*TASK INPUTS:*
◆ ◆ ◆ ◆
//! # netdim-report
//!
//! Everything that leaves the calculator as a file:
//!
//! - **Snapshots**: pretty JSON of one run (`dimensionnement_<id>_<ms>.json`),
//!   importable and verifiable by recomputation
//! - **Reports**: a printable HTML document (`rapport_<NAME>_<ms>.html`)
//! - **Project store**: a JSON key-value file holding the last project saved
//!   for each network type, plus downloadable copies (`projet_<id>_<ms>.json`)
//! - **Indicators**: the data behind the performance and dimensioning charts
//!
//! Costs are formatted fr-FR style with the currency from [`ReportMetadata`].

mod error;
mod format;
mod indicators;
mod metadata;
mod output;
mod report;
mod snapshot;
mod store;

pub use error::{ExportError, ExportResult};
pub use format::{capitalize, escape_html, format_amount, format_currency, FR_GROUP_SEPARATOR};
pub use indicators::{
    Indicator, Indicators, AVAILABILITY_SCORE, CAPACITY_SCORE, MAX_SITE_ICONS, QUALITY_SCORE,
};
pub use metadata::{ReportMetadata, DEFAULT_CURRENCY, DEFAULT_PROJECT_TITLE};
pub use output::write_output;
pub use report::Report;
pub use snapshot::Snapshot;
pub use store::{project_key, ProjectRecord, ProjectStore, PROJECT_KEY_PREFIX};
◆ ◆ ◆ ◆
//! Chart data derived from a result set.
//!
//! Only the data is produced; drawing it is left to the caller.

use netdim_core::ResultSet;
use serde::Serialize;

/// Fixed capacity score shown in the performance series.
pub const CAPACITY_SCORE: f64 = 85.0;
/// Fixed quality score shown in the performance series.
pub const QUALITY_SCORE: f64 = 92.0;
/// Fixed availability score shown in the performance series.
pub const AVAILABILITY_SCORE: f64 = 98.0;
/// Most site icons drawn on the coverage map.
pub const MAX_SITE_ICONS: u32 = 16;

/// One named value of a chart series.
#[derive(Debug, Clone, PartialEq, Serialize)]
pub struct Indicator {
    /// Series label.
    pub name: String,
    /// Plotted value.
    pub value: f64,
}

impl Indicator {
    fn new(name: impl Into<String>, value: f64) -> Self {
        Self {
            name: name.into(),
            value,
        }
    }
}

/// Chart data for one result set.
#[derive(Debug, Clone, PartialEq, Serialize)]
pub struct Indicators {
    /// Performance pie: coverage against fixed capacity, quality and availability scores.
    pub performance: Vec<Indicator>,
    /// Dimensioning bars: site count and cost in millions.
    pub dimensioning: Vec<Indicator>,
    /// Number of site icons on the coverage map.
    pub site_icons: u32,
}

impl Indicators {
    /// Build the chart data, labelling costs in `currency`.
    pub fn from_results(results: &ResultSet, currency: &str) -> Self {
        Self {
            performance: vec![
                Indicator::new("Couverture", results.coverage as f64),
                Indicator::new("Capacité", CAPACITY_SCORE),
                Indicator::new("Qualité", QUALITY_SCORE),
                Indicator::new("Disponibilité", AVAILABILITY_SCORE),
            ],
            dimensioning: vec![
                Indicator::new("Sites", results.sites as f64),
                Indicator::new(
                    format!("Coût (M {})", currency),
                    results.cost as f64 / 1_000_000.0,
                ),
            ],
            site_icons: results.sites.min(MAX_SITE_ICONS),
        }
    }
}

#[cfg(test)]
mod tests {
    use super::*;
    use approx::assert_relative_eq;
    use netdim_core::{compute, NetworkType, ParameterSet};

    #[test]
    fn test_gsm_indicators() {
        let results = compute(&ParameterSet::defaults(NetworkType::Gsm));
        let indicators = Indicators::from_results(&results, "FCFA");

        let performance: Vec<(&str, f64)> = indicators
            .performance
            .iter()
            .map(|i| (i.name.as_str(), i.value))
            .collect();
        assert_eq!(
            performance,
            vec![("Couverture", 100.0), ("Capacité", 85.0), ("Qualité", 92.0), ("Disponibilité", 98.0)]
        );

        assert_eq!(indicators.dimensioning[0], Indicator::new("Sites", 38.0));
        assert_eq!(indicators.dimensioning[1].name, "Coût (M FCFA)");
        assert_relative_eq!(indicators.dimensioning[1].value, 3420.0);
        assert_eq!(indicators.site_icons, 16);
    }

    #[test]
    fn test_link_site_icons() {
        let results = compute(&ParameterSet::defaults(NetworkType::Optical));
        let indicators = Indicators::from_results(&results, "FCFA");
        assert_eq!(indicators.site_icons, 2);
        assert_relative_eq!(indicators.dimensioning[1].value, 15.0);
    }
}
◆ ◆ ◆ ◆
*ASSIGNMENT:*
From the entries, copy every line in which the string "coverage" can be found.

*RESPONSE AREA:*
/// Most site icons drawn on the coverage map.
    /// Performance pie: coverage against fixed capacity, quality and availability scores.
    /// Number of site icons on the coverage map.
                Indicator::new("Couverture", results.coverage as f64),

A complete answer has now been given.